How to Develop a Profit-Focused Strategy

In this article, Luiz Zorzella explains how a skillful strategy identifies profitable areas.

Financial services leaders often overlook the importance of your decision regarding which segments, markets, channels, and products to focus on.

One of the reasons is that, while money moves freely, the effort to build channels, brands, products, trust, relationships, and physical infrastructure, can be humongous. Large insurance companies can take more than a year to implement simple changes to existing products.

Thus, short of dramatic strategic moves like divestitures, acquisitions or expansions, the business of a financial services company seems relatively pre-determined.

If you invested years building a business in, for example, private banking, chances are that you will provide private banking products to your customers next year.

Of course, if there is a tectonic shift, like the one we experienced when the COVID pandemic hit, you may re-think your business.

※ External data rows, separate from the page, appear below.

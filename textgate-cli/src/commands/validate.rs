//! Validate command implementation

use crate::{config::CliConfig, error::CliError};
use anyhow::Result;
use clap::Args;
use std::path::PathBuf;
use textgate_core::TextCondition;

/// Arguments for the validate command
#[derive(Debug, Args)]
pub struct ValidateArgs {
    /// Path to the configuration file to validate
    #[arg(short = 'c', long, value_name = "FILE", required = true)]
    pub config: PathBuf,
}

impl ValidateArgs {
    /// Execute the validate command
    pub fn execute(&self) -> Result<()> {
        println!("Validating configuration: {}", self.config.display());

        match self.check() {
            Ok(config) => {
                println!("✓ Configuration is valid!");
                println!(
                    "  Max section size: {} chars",
                    config.evaluation.max_section_size
                );
                match &config.condition.pattern {
                    Some(pattern) => println!("  Pattern: {pattern}"),
                    None => println!("  Pattern: (none, pass --pattern when checking)"),
                }
                println!("  Output format: {:?}", config.output.default_format);
                Ok(())
            }
            Err(e) => {
                println!("✗ Configuration is invalid!");
                println!("  Error: {e:#}");
                Err(anyhow::anyhow!("Validation failed: {:#}", e))
            }
        }
    }

    fn check(&self) -> Result<CliConfig> {
        let config = CliConfig::from_file(&self.config)?;
        config.evaluation.validate().map_err(CliError::from)?;
        if let Some(pattern) = &config.condition.pattern {
            TextCondition::build(
                pattern,
                config.condition.literal,
                config.condition.ignore_case,
            )
            .map_err(CliError::from)?;
        }
        Ok(config)
    }
}

#[cfg(test)]
mod tests {
    use super::*;
    use std::io::Write;
    use tempfile::NamedTempFile;

    fn validate(toml_content: &str) -> Result<()> {
        let mut temp_file = NamedTempFile::new().unwrap();
        write!(temp_file, "{}", toml_content).unwrap();

        let args = ValidateArgs {
            config: temp_file.path().to_path_buf(),
        };
        args.execute()
    }

    #[test]
    fn test_validate_valid_config() {
        let result = validate(
            r#"
[evaluation]
max_section_size = 500

[condition]
pattern = "invoice #\\d+"
"#,
        );
        assert!(result.is_ok());
    }

    #[test]
    fn test_validate_empty_config() {
        assert!(validate("").is_ok());
    }

    #[test]
    fn test_validate_zero_section_size() {
        let err = validate("[evaluation]\nmax_section_size = 0\n").unwrap_err();
        assert!(err.to_string().contains("max_section_size"));
    }

    #[test]
    fn test_validate_bad_pattern() {
        let err = validate("[condition]\npattern = \"(unclosed\"\n").unwrap_err();
        assert!(err.to_string().starts_with("Validation failed"));
    }

    #[test]
    fn test_validate_literal_pattern_is_not_compiled_as_regex() {
        assert!(validate("[condition]\npattern = \"(unclosed\"\nliteral = true\n").is_ok());
    }
}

However, there is compelling evidence that choosing the right segment-market-product-channel is the most impactful decision you will make.

Take the example of annuities. From 2015 to 2019, independent agents and independent broker-dealers accounted for more than 90% of the growth of this product in the US. Agents accounted for two-thirds of this growth and broker-dealers for the remaining one-third.

However, upon closer examination, these two channels exhibited very different behaviours. Independent agents benefitted from strong product tailwinds. As a result, we can attribute over $4.4 billion – half of their growth to product growth (the proverbial “tide that lifts all boats”) and only $3.7 billion to channel share capture (the proverbial “eating someone else’s fish”).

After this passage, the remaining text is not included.